Sorry — that rate of change curve is not ready to slow yet, at least to my eyes. Of course things can change on a dime. I’m guessing the headline # of 56,865 is new data for yesterday, but I don’t see it yet at Worldometer. Assuming it is the most recent day it would be a little slower of a rate of change (dropping to about 9%), but still following the pattern of a holiday reporting upset. It would also pretty much be right in the middle of my 2 forecast models, albeit only 2 days in…

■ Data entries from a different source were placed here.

use std::io::ErrorKind;
use std::path::{Path, PathBuf};

use async_trait::async_trait;
use intake_spec::{Answer, Position, ProgressSession, SessionKey};
use percent_encoding::{NON_ALPHANUMERIC, utf8_percent_encode};
use time::OffsetDateTime;
use tokio::sync::Mutex;

use crate::{Mutation, ProgressStore, StoreError};

/// One pretty-printed JSON file per session under `root`.
///
/// Writes go to a sibling temp file that is then renamed over the record, so
/// a crash mid-write leaves the previous version intact.
#[derive(Debug)]
pub struct FsStore {
    root: PathBuf,
    write_lock: Mutex<()>,
}

impl FsStore {
    pub fn new(root: impl Into<PathBuf>) -> Self {
        Self {
            root: root.into(),
            write_lock: Mutex::new(()),
        }
    }

    pub fn root(&self) -> &Path {
        &self.root
    }

    pub fn path_for(&self, key: &SessionKey) -> PathBuf {
        let participant = utf8_percent_encode(key.participant_id.as_str(), NON_ALPHANUMERIC);
        self.root
            .join(format!("{participant}.{}.json", key.gender.as_str()))
    }

    async fn read(&self, key: &SessionKey) -> Result<Option<ProgressSession>, StoreError> {
        match tokio::fs::read(self.path_for(key)).await {
            Ok(bytes) => Ok(Some(serde_json::from_slice(&bytes)?)),
            Err(err) if err.kind() == ErrorKind::NotFound => Ok(None),
            Err(err) => Err(err.into()),
        }
    }

    async fn write(&self, session: &ProgressSession) -> Result<(), StoreError> {
        let path = self.path_for(&session.key());
        tokio::fs::create_dir_all(&self.root).await?;
        let tmp = path.with_extension("json.tmp");
        let bytes = serde_json::to_vec_pretty(session)?;
        tokio::fs::write(&tmp, bytes).await?;
        tokio::fs::rename(&tmp, &path).await?;
        tracing::trace!(path = %path.display(), "session record written");
        Ok(())
    }

    async fn mutate(&self, key: &SessionKey, mutation: Mutation<'_>) -> Result<(), StoreError> {
        let _guard = self.write_lock.lock().await;
        let mut session = self
            .read(key)
            .await?
            .ok_or_else(|| StoreError::NotFound(key.to_string()))?;
        mutation.apply(&mut session)?;
        self.write(&session).await
    }
}

#[async_trait]
impl ProgressStore for FsStore {
    async fn get_session(&self, key: &SessionKey) -> Result<Option<ProgressSession>, StoreError> {
        self.read(key).await
    }

    async fn create_session(&self, session: &ProgressSession) -> Result<(), StoreError> {
        let _guard = self.write_lock.lock().await;
        let key = session.key();
        if self.read(&key).await?.is_some() {
            return Err(StoreError::AlreadyExists(key.to_string()));
        }
        self.write(session).await
    }

    async fn save_answer(&self, key: &SessionKey, answer: &Answer) -> Result<(), StoreError> {
        self.mutate(key, Mutation::Answer(answer)).await
    }

    async fn update_position(
        &self,
        key: &SessionKey,
        position: Position,
        at: OffsetDateTime,
    ) -> Result<(), StoreError> {
        self.mutate(key, Mutation::Position(position, at)).await
    }

    async fn mark_complete(&self, key: &SessionKey, at: OffsetDateTime) -> Result<(), StoreError> {
        self.mutate(key, Mutation::Complete(at)).await
    }

    async fn reset_session(&self, key: &SessionKey) -> Result<(), StoreError> {
        let _guard = self.write_lock.lock().await;
        match tokio::fs::remove_file(self.path_for(key)).await {
            Ok(()) => Ok(()),
            Err(err) if err.kind() == ErrorKind::NotFound => Ok(()),
            Err(err) => Err(err.into()),
        }
    }
}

Predicting 1 day is trivial; 2 days is only slightly less so. A dozen days might show some skill, but the Holy Grail is to be able to see these peaks even a week out. My USA calculations are similar (I essentially assume FL will be about 10% of national cases), so if we start to see a decline in cases by 1/9/2021 (as there are some reports of), that seems like a best case scenario.
When have we had that type luck in this pandemic?
We’ll see where this is at the end of the week...in the interim, stay safe, be well.